_Instructions to follow_
Extract all of the entries and give them again, word for word.

_Material for this exercise_
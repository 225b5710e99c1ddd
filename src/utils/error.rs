// src/utils/error.rs
use thiserror::Error;

// Errors raised while talking to the Gutenberg mirrors
#[derive(Error, Debug)]
pub enum FetchError {
    #[error("Network request failed: {0}")]
    Network(#[from] reqwest::Error), // Automatically convert reqwest errors

    #[error("HTTP error: {0}")]
    Http(reqwest::StatusCode),

    #[error("Request refused (403 Forbidden) - check the User-Agent")]
    Forbidden,

    #[error("Could not find document: {0}")]
    DocumentNotFound(String),
}

#[derive(Error, Debug)]
pub enum ExtractError {
    #[error("Could not decode document as {encoding}: invalid byte sequence at offset {offset}")]
    Decode { encoding: &'static str, offset: usize },

    #[error("Invalid marker phrase '{phrase}': {reason}")]
    InvalidPhrase { phrase: String, reason: String },
}

#[derive(Error, Debug)]
pub enum StorageError {
    #[error("I/O error: {0}")]
    IoError(#[from] std::io::Error),

    #[error("Serialization error: {0}")]
    SerializationError(String),
}

#[derive(Error, Debug)]
pub enum AppError {
    #[error("Configuration error: {0}")]
    Config(String),

    #[error("I/O error: {0}")]
    Io(#[from] std::io::Error),

    #[error("Fetching document failed: {0}")]
    Fetch(#[from] FetchError),

    #[error("Extraction failed: {0}")]
    Extraction(#[from] ExtractError),

    #[error("Storage error: {0}")]
    Storage(#[from] StorageError),
}
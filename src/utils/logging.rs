// src/utils/logging.rs
use tracing_subscriber::{fmt, EnvFilter};

/// Sets up the logging framework using tracing_subscriber.
/// Reads log level filters from the `RUST_LOG` environment variable.
/// Defaults to "info" if `RUST_LOG` is not set.
///
/// Log lines go to stderr; stdout is reserved for the cleaned text.
pub fn setup_logging() {
    let filter = EnvFilter::try_from_default_env()
        .unwrap_or_else(|_| EnvFilter::new("info")); // Default to INFO level

    fmt()
        .with_env_filter(filter)
        .with_writer(std::io::stderr)
        .init();

    tracing::debug!("Logging setup complete.");
}
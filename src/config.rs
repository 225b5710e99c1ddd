// src/config.rs
use crate::utils::AppError;
use serde::{Deserialize, Serialize};
use std::path::Path;

// --- Default marker phrases ---
const HEADER_END_LITERALS: [&str; 2] = [
    "Project Gutenberg's Etext of",
    "This etext was prepared by",
];
// Small-print banners come as "*END*THE SMALL PRINT!" and "**END THE SMALL PRINT**" among others
const SMALL_PRINT_END_PATTERN: &str = "END.*THE SMALL PRINT";
const START_OF_TEXT_LITERAL: &str = "START OF THIS PROJECT GUTENBERG";

const NOTES_START_LITERALS: [&str; 1] = ["Executive Director's Notes:"];
// Only known to close the notes of the Shakespeare First Folio etexts.
const NOTES_END_LITERALS: [&str; 1] = ["David Reed"];

const FOOTER_START_LITERALS: [&str; 2] = ["End of Project Gutenberg", "End of The Project Gutenberg"];

/// A marker phrase as written in configuration.
///
/// In JSON a bare string is a literal; `{"pattern": "..."}` is a regex fragment
/// spliced into the marker-paragraph pattern as-is.
#[derive(Debug, Clone, PartialEq, Eq, Serialize, Deserialize)]
#[serde(untagged)]
pub enum Phrase {
    Literal(String),
    Pattern { pattern: String },
}

impl Phrase {
    pub fn literal(text: impl Into<String>) -> Self {
        Phrase::Literal(text.into())
    }

    pub fn pattern(pattern: impl Into<String>) -> Self {
        Phrase::Pattern { pattern: pattern.into() }
    }

    /// The phrase as it appears in config and logs.
    pub fn as_str(&self) -> &str {
        match self {
            Phrase::Literal(text) => text,
            Phrase::Pattern { pattern } => pattern,
        }
    }

    /// Regex source for this phrase, with literal text escaped.
    pub fn to_regex_fragment(&self) -> String {
        match self {
            Phrase::Literal(text) => regex::escape(text),
            Phrase::Pattern { pattern } => pattern.clone(),
        }
    }
}

fn literals(items: &[&str]) -> Vec<Phrase> {
    items.iter().map(|s| Phrase::literal(*s)).collect()
}

/// Marker phrases for each boundary role. Missing roles in a config file keep their defaults.
#[derive(Debug, Clone, PartialEq, Eq, Serialize, Deserialize)]
#[serde(default)]
pub struct PhraseConfig {
    pub header_end_phrases: Vec<Phrase>,
    /// Recognized in config files but not used to locate any boundary.
    pub notes_start_phrases: Vec<Phrase>,
    pub notes_end_phrases: Vec<Phrase>,
    pub footer_start_phrases: Vec<Phrase>,
}

impl Default for PhraseConfig {
    fn default() -> Self {
        let mut header_end_phrases = literals(&HEADER_END_LITERALS);
        header_end_phrases.push(Phrase::pattern(SMALL_PRINT_END_PATTERN));
        header_end_phrases.push(Phrase::literal(START_OF_TEXT_LITERAL));

        Self {
            header_end_phrases,
            notes_start_phrases: literals(&NOTES_START_LITERALS),
            notes_end_phrases: literals(&NOTES_END_LITERALS),
            footer_start_phrases: literals(&FOOTER_START_LITERALS),
        }
    }
}

impl PhraseConfig {
    pub fn from_json_str(json: &str) -> Result<Self, AppError> {
        serde_json::from_str(json)
            .map_err(|e| AppError::Config(format!("Invalid phrase configuration: {}", e)))
    }

    /// Loads a JSON phrase configuration from disk.
    pub fn load<P: AsRef<Path>>(path: P) -> Result<Self, AppError> {
        let path = path.as_ref();
        tracing::info!("Loading phrase configuration from {}", path.display());
        let json = std::fs::read_to_string(path)?;
        let config = Self::from_json_str(&json)?;
        tracing::debug!(
            "Loaded {} header, {} notes and {} footer phrases",
            config.header_end_phrases.len(),
            config.notes_end_phrases.len(),
            config.footer_start_phrases.len()
        );
        Ok(config)
    }
}
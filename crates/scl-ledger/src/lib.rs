//! Append-only block ledger for the Supply Chain Ledger (SCL).
//!
//! This crate is the heart of SCL. It provides:
//! - `Record` blocks chained to their predecessor by an opaque hash
//! - `StageTracker` enforcing at most one block per supply-chain stage
//! - `LedgerWriter` / `LedgerReader` trait boundaries
//! - `InMemoryLedger`, the single-writer session ledger
//! - The soft/hard deletion state machine and its display projection
//! - Flat-text export, re-parsing, and chain validation

pub mod error;
pub mod export;
pub mod memory;
pub mod projection;
pub mod records;
pub mod stages;
pub mod traits;
pub mod validation;

pub use error::{ExportError, LedgerError};
pub use export::{export_to_path, parse_export, read_export, render_export, ExportedRecord};
pub use memory::InMemoryLedger;
pub use projection::{ProjectionBuilder, RecordView};
pub use records::{Record, Records, Visibility, BLOCK_FIELD};
pub use stages::StageTracker;
pub use traits::{LedgerReader, LedgerWriter};
pub use validation::{ChainLink, ChainValidator, GapPolicy, ValidationReport, Violation, ViolationKind};
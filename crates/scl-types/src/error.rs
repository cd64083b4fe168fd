use thiserror::Error;

/// Errors produced by type operations.
#[derive(Debug, Error, PartialEq, Eq)]
pub enum TypeError {
    #[error("invalid stage number {0}: expected 1-8")]
    InvalidStageNumber(u8),

    #[error("unknown stage: {0}")]
    UnknownStage(String),
}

_Task solution_
repository 225b5710e99c1ddd
filename src/utils/error.rs
// src/utils/error.rs
use thiserror::Error;

// Errors raised while talking to the Gutenberg mirrors
#[derive(Error, Debug)]
pub enum FetchError {
    #[error("Network request failed: {0}")]
    Network(#[from] reqwest::Error), // Automatically convert reqwest errors

    #[error("HTTP error: {0}")]
    Http(reqwest::StatusCode),

    #[error("Request refused (403 Forbidden) - check the User-Agent")]
    Forbidden,

    #[error("Could not find document: {0}")]
    DocumentNotFound(String),
}

#[derive(Error, Debug)]
pub enum ExtractError {
    #[error("Could not decode document as {encoding}: invalid byte sequence at offset {offset}")]
    Decode { encoding: &'static str, offset: usize },

    #[error("Invalid marker phrase '{phrase}': {reason}")]
    InvalidPhrase { phrase: String, reason: String },
}

#[derive(Error, Debug)]
pub enum StorageError {
    #[error("I/O error: {0}")]
    IoError(#[from] std::io::Error),

    #[error("Serialization error: {0}")]
    SerializationError(String),
}

#[derive(Error, Debug)]
pub enum AppError {
    #[error("Configuration error: {0}")]
    Config(String),

    #[error("I/O error: {0}")]
    Io(#[from] std::io::Error),

    #[error("Fetching document failed: {0}")]
    Fetch(#[from] FetchError),

    #[error("Extraction failed: {0}")]
    Extraction(#[from] ExtractError),

    #[error("Storage error: {0}")]
    Storage(#[from] StorageError),
}
filename src/utils/logging.rs
// src/utils/logging.rs
use tracing_subscriber::{fmt, EnvFilter};

/// Sets up the logging framework using tracing_subscriber.
/// Reads log level filters from the `RUST_LOG` environment variable.
/// Defaults to "info" if `RUST_LOG` is not set.
///
/// Log lines go to stderr; stdout is reserved for the cleaned text.
pub fn setup_logging() {
    let filter = EnvFilter::try_from_default_env()
        .unwrap_or_else(|_| EnvFilter::new("info")); // Default to INFO level

    fmt()
        .with_env_filter(filter)
        .with_writer(std::io::stderr)
        .init();

    tracing::debug!("Logging setup complete.");
}
filename src/config.rs
repository 225b5710e99c1ddd
// src/config.rs
use crate::utils::AppError;
use serde::{Deserialize, Serialize};
use std::path::Path;

// --- Default marker phrases ---
const HEADER_END_LITERALS: [&str; 2] = [
    "Project Gutenberg's Etext of",
    "This etext was prepared by",
];
// Small-print banners come as "*END*THE SMALL PRINT!" and "**END THE SMALL PRINT**" among others
const SMALL_PRINT_END_PATTERN: &str = "END.*THE SMALL PRINT";
const START_OF_TEXT_LITERAL: &str = "START OF THIS PROJECT GUTENBERG";

const NOTES_START_LITERALS: [&str; 1] = ["Executive Director's Notes:"];
// Only known to close the notes of the Shakespeare First Folio etexts.
const NOTES_END_LITERALS: [&str; 1] = ["David Reed"];

const FOOTER_START_LITERALS: [&str; 2] = ["End of Project Gutenberg", "End of The Project Gutenberg"];

/// A marker phrase as written in configuration.
///
/// In JSON a bare string is a literal; `{"pattern": "..."}` is a regex fragment
/// spliced into the marker-paragraph pattern as-is.
#[derive(Debug, Clone, PartialEq, Eq, Serialize, Deserialize)]
#[serde(untagged)]
pub enum Phrase {
    Literal(String),
    Pattern { pattern: String },
}

impl Phrase {
    pub fn literal(text: impl Into<String>) -> Self {
        Phrase::Literal(text.into())
    }

    pub fn pattern(pattern: impl Into<String>) -> Self {
        Phrase::Pattern { pattern: pattern.into() }
    }

    /// The phrase as it appears in config and logs.
    pub fn as_str(&self) -> &str {
        match self {
            Phrase::Literal(text) => text,
            Phrase::Pattern { pattern } => pattern,
        }
    }

    /// Regex source for this phrase, with literal text escaped.
    pub fn to_regex_fragment(&self) -> String {
        match self {
            Phrase::Literal(text) => regex::escape(text),
            Phrase::Pattern { pattern } => pattern.clone(),
        }
    }
}

fn literals(items: &[&str]) -> Vec<Phrase> {
    items.iter().map(|s| Phrase::literal(*s)).collect()
}

/// Marker phrases for each boundary role. Missing roles in a config file keep their defaults.
#[derive(Debug, Clone, PartialEq, Eq, Serialize, Deserialize)]
#[serde(default)]
pub struct PhraseConfig {
    pub header_end_phrases: Vec<Phrase>,
    /// Recognized in config files but not used to locate any boundary.
    pub notes_start_phrases: Vec<Phrase>,
    pub notes_end_phrases: Vec<Phrase>,
    pub footer_start_phrases: Vec<Phrase>,
}

impl Default for PhraseConfig {
    fn default() -> Self {
        let mut header_end_phrases = literals(&HEADER_END_LITERALS);
        header_end_phrases.push(Phrase::pattern(SMALL_PRINT_END_PATTERN));
        header_end_phrases.push(Phrase::literal(START_OF_TEXT_LITERAL));

        Self {
            header_end_phrases,
            notes_start_phrases: literals(&NOTES_START_LITERALS),
            notes_end_phrases: literals(&NOTES_END_LITERALS),
            footer_start_phrases: literals(&FOOTER_START_LITERALS),
        }
    }
}

impl PhraseConfig {
    pub fn from_json_str(json: &str) -> Result<Self, AppError> {
        serde_json::from_str(json)
            .map_err(|e| AppError::Config(format!("Invalid phrase configuration: {}", e)))
    }

    /// Loads a JSON phrase configuration from disk.
    pub fn load<P: AsRef<Path>>(path: P) -> Result<Self, AppError> {
        let path = path.as_ref();
        tracing::info!("Loading phrase configuration from {}", path.display());
        let json = std::fs::read_to_string(path)?;
        let config = Self::from_json_str(&json)?;
        tracing::debug!(
            "Loaded {} header, {} notes and {} footer phrases",
            config.header_end_phrases.len(),
            config.notes_end_phrases.len(),
            config.footer_start_phrases.len()
        );
        Ok(config)
    }
}
filename crates/scl-ledger/src/lib.rs
//! Append-only block ledger for the Supply Chain Ledger (SCL).
//!
//! This crate is the heart of SCL. It provides:
//! - `Record` blocks chained to their predecessor by an opaque hash
//! - `StageTracker` enforcing at most one block per supply-chain stage
//! - `LedgerWriter` / `LedgerReader` trait boundaries
//! - `InMemoryLedger`, the single-writer session ledger
//! - The soft/hard deletion state machine and its display projection
//! - Flat-text export, re-parsing, and chain validation

pub mod error;
pub mod export;
pub mod memory;
pub mod projection;
pub mod records;
pub mod stages;
pub mod traits;
pub mod validation;

pub use error::{ExportError, LedgerError};
pub use export::{export_to_path, parse_export, read_export, render_export, ExportedRecord};
pub use memory::InMemoryLedger;
pub use projection::{ProjectionBuilder, RecordView};
pub use records::{Record, Records, Visibility, BLOCK_FIELD};
pub use stages::StageTracker;
pub use traits::{LedgerReader, LedgerWriter};
pub use validation::{ChainLink, ChainValidator, GapPolicy, ValidationReport, Violation, ViolationKind};
filename crates/scl-types/src/error.rs
repository cd64083b4fe168fd
use thiserror::Error;

/// Errors produced by type operations.
#[derive(Debug, Error, PartialEq, Eq)]
pub enum TypeError {
    #[error("invalid stage number {0}: expected 1-8")]
    InvalidStageNumber(u8),

    #[error("unknown stage: {0}")]
    UnknownStage(String),
}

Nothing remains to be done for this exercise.